##### Available records
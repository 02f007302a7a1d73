//! Scoreboard aggregation
//!
//! Joins a league's users, rosters and one week's matchup entries into
//! name-resolved matchups. Missing metadata degrades to placeholders instead
//! of failing the whole scoreboard.

use std::collections::{HashMap, HashSet};

use super::{Matchup, MatchupEntry, PlayerDirectory, Roster, ScoreboardEntry, User};

/// Builds the scoreboard for one league week
///
/// # Arguments
/// * `week` - Week number attached to every matchup
/// * `users` - League members
/// * `rosters` - League rosters
/// * `entries` - Matchup entries for the week, in upstream order
/// * `directory` - Player name index
///
/// # Returns
/// One [`Matchup`] per distinct `matchup_id`, in the order each id first
/// appears in `entries`. Entries keep their upstream order within a group.
pub fn build_scoreboard(
    week: u32,
    users: &[User],
    rosters: &[Roster],
    entries: &[MatchupEntry],
    directory: &PlayerDirectory,
) -> Vec<Matchup> {
    let users_by_id: HashMap<&str, &User> =
        users.iter().map(|u| (u.user_id.as_str(), u)).collect();
    let rosters_by_id: HashMap<u32, &Roster> = rosters.iter().map(|r| (r.roster_id, r)).collect();

    let mut matchups: Vec<Matchup> = Vec::new();
    let mut slot_by_matchup: HashMap<Option<u32>, usize> = HashMap::new();

    for entry in entries {
        let owner = rosters_by_id
            .get(&entry.roster_id)
            .and_then(|roster| roster.owner_id.as_deref());
        let user = owner.and_then(|id| users_by_id.get(id).copied());

        let scoreboard_entry = resolve_entry(entry, owner, user, directory);

        let slot = *slot_by_matchup.entry(entry.matchup_id).or_insert_with(|| {
            matchups.push(Matchup {
                matchup_id: entry.matchup_id,
                week,
                entries: Vec::new(),
            });
            matchups.len() - 1
        });
        matchups[slot].entries.push(scoreboard_entry);
    }

    matchups
}

/// Resolves one matchup entry into its scoreboard view
fn resolve_entry(
    entry: &MatchupEntry,
    owner: Option<&str>,
    user: Option<&User>,
    directory: &PlayerDirectory,
) -> ScoreboardEntry {
    let (user_name, team_name) = match user {
        Some(user) => (
            user.display_name.clone(),
            user.metadata.team_name.clone().unwrap_or_default(),
        ),
        None => (String::new(), String::new()),
    };

    let translate = |ids: &[String]| -> Vec<String> {
        ids.iter()
            .map(|id| directory.name_or_id(id).to_string())
            .collect()
    };

    // Starter membership is decided on raw ids, before names are resolved
    let starter_ids: HashSet<&str> = entry.starters.iter().map(String::as_str).collect();
    let mut players_points = HashMap::with_capacity(entry.players_points.len());
    let mut starters_points = HashMap::new();
    for (id, points) in &entry.players_points {
        let name = directory.name_or_id(id).to_string();
        if starter_ids.contains(id.as_str()) {
            starters_points.insert(name.clone(), *points);
        }
        players_points.insert(name, *points);
    }

    ScoreboardEntry {
        roster_id: entry.roster_id,
        user_id: owner.map(str::to_string),
        user_name,
        team_name,
        starters: translate(&entry.starters),
        players: translate(&entry.players),
        points: entry.points,
        players_points,
        starters_points,
    }
}

#[cfg(test)]
mod tests {
    use super::*;
    use crate::data::{PlayerRecord, UserMetadata};

    fn user(id: &str, name: &str, team: Option<&str>) -> User {
        User {
            user_id: id.to_string(),
            display_name: name.to_string(),
            metadata: UserMetadata {
                team_name: team.map(str::to_string),
            },
        }
    }

    fn roster(id: u32, owner: Option<&str>) -> Roster {
        Roster {
            roster_id: id,
            owner_id: owner.map(str::to_string),
            ..Default::default()
        }
    }

    fn ids(values: &[&str]) -> Vec<String> {
        values.iter().map(|v| v.to_string()).collect()
    }

    fn entry(
        roster_id: u32,
        matchup_id: Option<u32>,
        starters: &[&str],
        players: &[&str],
        points: &[(&str, f64)],
    ) -> MatchupEntry {
        MatchupEntry {
            roster_id,
            matchup_id,
            points: points.iter().map(|(_, p)| p).sum(),
            starters: ids(starters),
            players: ids(players),
            players_points: points.iter().map(|(id, p)| (id.to_string(), *p)).collect(),
        }
    }

    fn directory(players: &[(&str, &str)]) -> PlayerDirectory {
        PlayerDirectory::from_records(players.iter().map(|(id, name)| {
            (
                id.to_string(),
                PlayerRecord {
                    full_name: Some(name.to_string()),
                    ..Default::default()
                },
            )
        }))
    }

    fn two_team_league() -> (Vec<User>, Vec<Roster>, Vec<MatchupEntry>) {
        let users = vec![
            user("U1", "alice", Some("Air Raid")),
            user("U2", "bob", None),
        ];
        let rosters = vec![roster(1, Some("U1")), roster(2, Some("U2"))];
        let entries = vec![
            entry(1, Some(7), &["P1"], &["P1", "P2"], &[("P1", 30.0), ("P2", 20.0)]),
            entry(2, Some(7), &["P3"], &["P3"], &[("P3", 40.0)]),
        ];
        (users, rosters, entries)
    }

    #[test]
    fn test_single_matchup_with_resolved_names() {
        let (users, rosters, entries) = two_team_league();
        let directory = directory(&[("P1", "Player One"), ("P2", "Player Two"), ("P3", "Player Three")]);

        let board = build_scoreboard(3, &users, &rosters, &entries, &directory);

        assert_eq!(board.len(), 1);
        let matchup = &board[0];
        assert_eq!(matchup.matchup_id, Some(7));
        assert_eq!(matchup.week, 3);
        assert_eq!(matchup.entries.len(), 2);

        let first = &matchup.entries[0];
        assert_eq!(first.user_name, "alice");
        assert_eq!(first.team_name, "Air Raid");
        assert_eq!(first.user_id.as_deref(), Some("U1"));
        assert_eq!(first.starters, vec!["Player One"]);
        assert_eq!(first.players, vec!["Player One", "Player Two"]);
        assert_eq!(first.points, 50.0);
        assert_eq!(first.players_points.len(), 2);
        assert_eq!(first.players_points["Player Two"], 20.0);
        assert_eq!(first.starters_points.len(), 1);
        assert_eq!(first.starters_points["Player One"], 30.0);

        let second = &matchup.entries[1];
        assert_eq!(second.user_name, "bob");
        assert_eq!(second.team_name, "");
        assert_eq!(second.players, vec!["Player Three"]);
        assert_eq!(second.starters_points["Player Three"], 40.0);
    }

    #[test]
    fn test_unknown_players_keep_raw_ids() {
        let (users, rosters, entries) = two_team_league();

        let board = build_scoreboard(3, &users, &rosters, &entries, &PlayerDirectory::default());

        let first = &board[0].entries[0];
        assert_eq!(first.starters, vec!["P1"]);
        assert_eq!(first.players, vec!["P1", "P2"]);
        assert_eq!(first.starters_points.len(), 1);
        assert_eq!(first.starters_points["P1"], 30.0);
        assert!(!first.starters_points.contains_key("P2"));
    }

    #[test]
    fn test_missing_owner_gives_empty_names() {
        let (users, mut rosters, entries) = two_team_league();
        rosters[1].owner_id = Some("GHOST".to_string());

        let board = build_scoreboard(3, &users, &rosters, &entries, &PlayerDirectory::default());

        let entries = &board[0].entries;
        assert_eq!(entries[0].user_name, "alice");
        assert_eq!(entries[1].user_name, "");
        assert_eq!(entries[1].team_name, "");
        assert_eq!(entries[1].user_id.as_deref(), Some("GHOST"));
    }

    #[test]
    fn test_missing_roster_gives_empty_names() {
        let (users, rosters, mut entries) = two_team_league();
        entries[0].roster_id = 99;

        let board = build_scoreboard(3, &users, &rosters, &entries, &PlayerDirectory::default());

        let first = &board[0].entries[0];
        assert_eq!(first.roster_id, 99);
        assert_eq!(first.user_name, "");
        assert_eq!(first.team_name, "");
        assert!(first.user_id.is_none());
    }

    #[test]
    fn test_groups_in_first_seen_order() {
        let users = vec![];
        let rosters = vec![];
        let entries = vec![
            entry(1, Some(3), &[], &[], &[]),
            entry(2, Some(1), &[], &[], &[]),
            entry(3, Some(3), &[], &[], &[]),
            entry(4, Some(2), &[], &[], &[]),
            entry(5, Some(1), &[], &[], &[]),
            entry(6, Some(2), &[], &[], &[]),
        ];

        let board = build_scoreboard(1, &users, &rosters, &entries, &PlayerDirectory::default());

        let order: Vec<Option<u32>> = board.iter().map(|m| m.matchup_id).collect();
        assert_eq!(order, vec![Some(3), Some(1), Some(2)]);
        let rosters_in_first: Vec<u32> = board[0].entries.iter().map(|e| e.roster_id).collect();
        assert_eq!(rosters_in_first, vec![1, 3]);
    }

    #[test]
    fn test_entries_without_matchup_id_share_a_group() {
        let entries = vec![
            entry(1, None, &[], &[], &[]),
            entry(2, Some(1), &[], &[], &[]),
            entry(3, None, &[], &[], &[]),
        ];

        let board = build_scoreboard(15, &[], &[], &entries, &PlayerDirectory::default());

        assert_eq!(board.len(), 2);
        assert_eq!(board[0].matchup_id, None);
        assert_eq!(board[0].entries.len(), 2);
        assert!(board.iter().all(|m| m.week == 15));
    }

    #[test]
    fn test_no_entries_gives_empty_scoreboard() {
        let (users, rosters, _) = two_team_league();
        let board = build_scoreboard(1, &users, &rosters, &[], &PlayerDirectory::default());
        assert!(board.is_empty());
    }
}
//! Bidirectional player id / name index
//!
//! Built once at startup from the bulk player snapshot and never mutated
//! afterwards, so concurrent readers need no synchronization.

use serde_json::{Map, Value};
use std::collections::HashMap;
use thiserror::Error;
use tracing::{error, info, warn};

use super::client::UpstreamClient;
use super::PlayerRecord;
use crate::cache::SnapshotStore;

/// A lookup against the directory found nothing
#[derive(Debug, Clone, PartialEq, Eq, Error)]
pub enum LookupError {
    #[error("no player named '{0}'")]
    UnknownName(String),

    #[error("no player with id '{0}'")]
    UnknownId(String),
}

/// Why a snapshot could not be turned into a directory
#[derive(Debug, Error)]
enum SnapshotError {
    #[error("could not read snapshot: {0}")]
    Io(#[from] std::io::Error),

    #[error("could not download snapshot: {0}")]
    Fetch(#[from] super::client::FetchError),

    #[error("snapshot is not a JSON object of players: {0}")]
    Parse(#[from] serde_json::Error),
}

/// Read-only index between player ids and display names
#[derive(Debug, Default, Clone)]
pub struct PlayerDirectory {
    name_to_id: HashMap<String, String>,
    id_to_name: HashMap<String, String>,
}

impl PlayerDirectory {
    /// Loads the directory from the persisted snapshot, downloading it first if absent
    ///
    /// A missing snapshot is fetched from upstream exactly once and written to
    /// disk verbatim before it is parsed. Any failure along the way is logged
    /// and yields an empty directory, so lookups report not-found until the
    /// process is restarted with a usable snapshot.
    pub async fn load(store: &SnapshotStore, client: &UpstreamClient) -> Self {
        match Self::try_load(store, client).await {
            Ok(directory) => {
                info!(
                    players = directory.len(),
                    path = %store.path().display(),
                    "player directory loaded"
                );
                directory
            }
            Err(e) => {
                error!(
                    error = %e,
                    path = %store.path().display(),
                    "player directory unavailable, name lookups will fail"
                );
                Self::default()
            }
        }
    }

    async fn try_load(store: &SnapshotStore, client: &UpstreamClient) -> Result<Self, SnapshotError> {
        let body = match store.read()? {
            Some(body) => body,
            None => {
                info!(path = %store.path().display(), "no player snapshot on disk, downloading");
                let body = client.players_snapshot().await?;
                if let Err(e) = store.write(&body) {
                    warn!(error = %e, "could not persist player snapshot");
                }
                body
            }
        };

        Self::from_snapshot(&body)
    }

    /// Parses a snapshot body: a JSON object mapping player id to record
    fn from_snapshot(body: &str) -> Result<Self, SnapshotError> {
        let players: Map<String, Value> = serde_json::from_str(body)?;

        let mut skipped = 0usize;
        let records = players.into_iter().filter_map(|(id, value)| {
            match serde_json::from_value::<PlayerRecord>(value) {
                Ok(record) => Some((id, record)),
                Err(_) => {
                    skipped += 1;
                    None
                }
            }
        });
        let directory = Self::from_records(records);

        if skipped > 0 {
            warn!(skipped, "ignored malformed player records");
        }
        Ok(directory)
    }

    /// Builds both mappings from `(id, record)` pairs in order
    ///
    /// Records without a usable name are left out. When two records share a
    /// name, the one seen last owns it in the name-to-id mapping.
    pub fn from_records<I>(records: I) -> Self
    where
        I: IntoIterator<Item = (String, PlayerRecord)>,
    {
        let mut directory = Self::default();
        for (id, record) in records {
            let Some(name) = record.display_name() else {
                continue;
            };
            directory.name_to_id.insert(name.clone(), id.clone());
            directory.id_to_name.insert(id, name);
        }
        directory
    }

    /// Name for an id, if known
    pub fn lookup_name(&self, id: &str) -> Option<&str> {
        self.id_to_name.get(id).map(String::as_str)
    }

    /// Id for an exact full name
    pub fn resolve_id(&self, name: &str) -> Result<&str, LookupError> {
        self.name_to_id
            .get(name)
            .map(String::as_str)
            .ok_or_else(|| LookupError::UnknownName(name.to_string()))
    }

    /// Full name for an id
    pub fn resolve_name(&self, id: &str) -> Result<&str, LookupError> {
        self.lookup_name(id)
            .ok_or_else(|| LookupError::UnknownId(id.to_string()))
    }

    /// Name for an id, or the id itself when unknown
    pub fn name_or_id<'a>(&'a self, id: &'a str) -> &'a str {
        self.lookup_name(id).unwrap_or(id)
    }

    /// Number of players indexed by id
    pub fn len(&self) -> usize {
        self.id_to_name.len()
    }

    pub fn is_empty(&self) -> bool {
        self.id_to_name.is_empty()
    }
}
//! Core data models for sleeperboard
//!
//! Upstream record shapes as returned by the Sleeper API, plus the derived
//! scoreboard types produced by joining them.

pub mod client;
pub mod directory;
pub mod scoreboard;

pub use client::{
    FetchError, UpstreamClient, DEFAULT_BASE_URL, DEFAULT_REQUEST_TIMEOUT, DEFAULT_SNAPSHOT_TIMEOUT,
};
pub use directory::{LookupError, PlayerDirectory};
pub use scoreboard::build_scoreboard;

use serde::{Deserialize, Deserializer, Serialize};
use std::collections::HashMap;

/// A single player from the bulk player snapshot
///
/// Every field is optional upstream; team defenses, for example, carry a
/// first and last name but no `full_name`.
#[derive(Debug, Clone, Default, PartialEq, Serialize, Deserialize)]
pub struct PlayerRecord {
    #[serde(default)]
    pub player_id: Option<String>,
    #[serde(default)]
    pub full_name: Option<String>,
    #[serde(default)]
    pub first_name: Option<String>,
    #[serde(default)]
    pub last_name: Option<String>,
    #[serde(default)]
    pub team: Option<String>,
    #[serde(default)]
    pub status: Option<String>,
}

impl PlayerRecord {
    /// Name the directory indexes this record under
    ///
    /// `full_name` when present, otherwise `"{first_name} {last_name}"`.
    pub fn display_name(&self) -> Option<String> {
        if let Some(name) = self.full_name.as_deref().filter(|n| !n.is_empty()) {
            return Some(name.to_string());
        }
        match (self.first_name.as_deref(), self.last_name.as_deref()) {
            (Some(first), Some(last)) if !first.is_empty() && !last.is_empty() => {
                Some(format!("{} {}", first, last))
            }
            _ => None,
        }
    }
}

/// Team-level metadata attached to a league user
#[derive(Debug, Clone, Default, PartialEq, Serialize, Deserialize)]
pub struct UserMetadata {
    #[serde(default)]
    pub team_name: Option<String>,
}

/// A member of a league
#[derive(Debug, Clone, Default, PartialEq, Serialize, Deserialize)]
pub struct User {
    pub user_id: String,
    #[serde(default, deserialize_with = "null_as_default")]
    pub display_name: String,
    #[serde(default, deserialize_with = "null_as_default")]
    pub metadata: UserMetadata,
}

/// A league roster and its owner
#[derive(Debug, Clone, Default, PartialEq, Serialize, Deserialize)]
pub struct Roster {
    pub roster_id: u32,
    #[serde(default)]
    pub owner_id: Option<String>,
    #[serde(default, deserialize_with = "null_as_default")]
    pub players: Vec<String>,
    #[serde(default, deserialize_with = "null_as_default")]
    pub starters: Vec<String>,
}

/// One roster's result for a given week
#[derive(Debug, Clone, Default, PartialEq, Serialize, Deserialize)]
pub struct MatchupEntry {
    pub roster_id: u32,
    #[serde(default)]
    pub matchup_id: Option<u32>,
    #[serde(default, deserialize_with = "null_as_default")]
    pub points: f64,
    #[serde(default, deserialize_with = "null_as_default")]
    pub starters: Vec<String>,
    #[serde(default, deserialize_with = "null_as_default")]
    pub players: Vec<String>,
    #[serde(default, deserialize_with = "null_as_default")]
    pub players_points: HashMap<String, f64>,
}

/// One team's resolved view within a matchup
#[derive(Debug, Clone, PartialEq, Serialize, Deserialize)]
pub struct ScoreboardEntry {
    pub roster_id: u32,
    /// Owning user, if the roster has one
    pub user_id: Option<String>,
    /// Owner's display name, empty when the owner could not be resolved
    pub user_name: String,
    /// Owner's team name, empty when unknown
    pub team_name: String,
    /// Starter names, raw ids where the directory has no match
    pub starters: Vec<String>,
    /// Whole roster for the week, resolved the same way as `starters`
    pub players: Vec<String>,
    pub points: f64,
    /// Points per player, keyed by resolved name
    pub players_points: HashMap<String, f64>,
    /// `players_points` restricted to starters
    pub starters_points: HashMap<String, f64>,
}

/// Entries sharing a matchup id in a given week
#[derive(Debug, Clone, PartialEq, Serialize, Deserialize)]
pub struct Matchup {
    pub matchup_id: Option<u32>,
    pub week: u32,
    pub entries: Vec<ScoreboardEntry>,
}

/// Treats an explicit JSON `null` the same as a missing field
fn null_as_default<'de, D, T>(deserializer: D) -> Result<T, D::Error>
where
    D: Deserializer<'de>,
    T: Default + Deserialize<'de>,
{
    Ok(Option::<T>::deserialize(deserializer)?.unwrap_or_default())
}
##########
Required work » What lines in the material above include "given"? Copy every one of them.

Finished exercise »
/// One roster's result for a given week
/// Entries sharing a matchup id in a given week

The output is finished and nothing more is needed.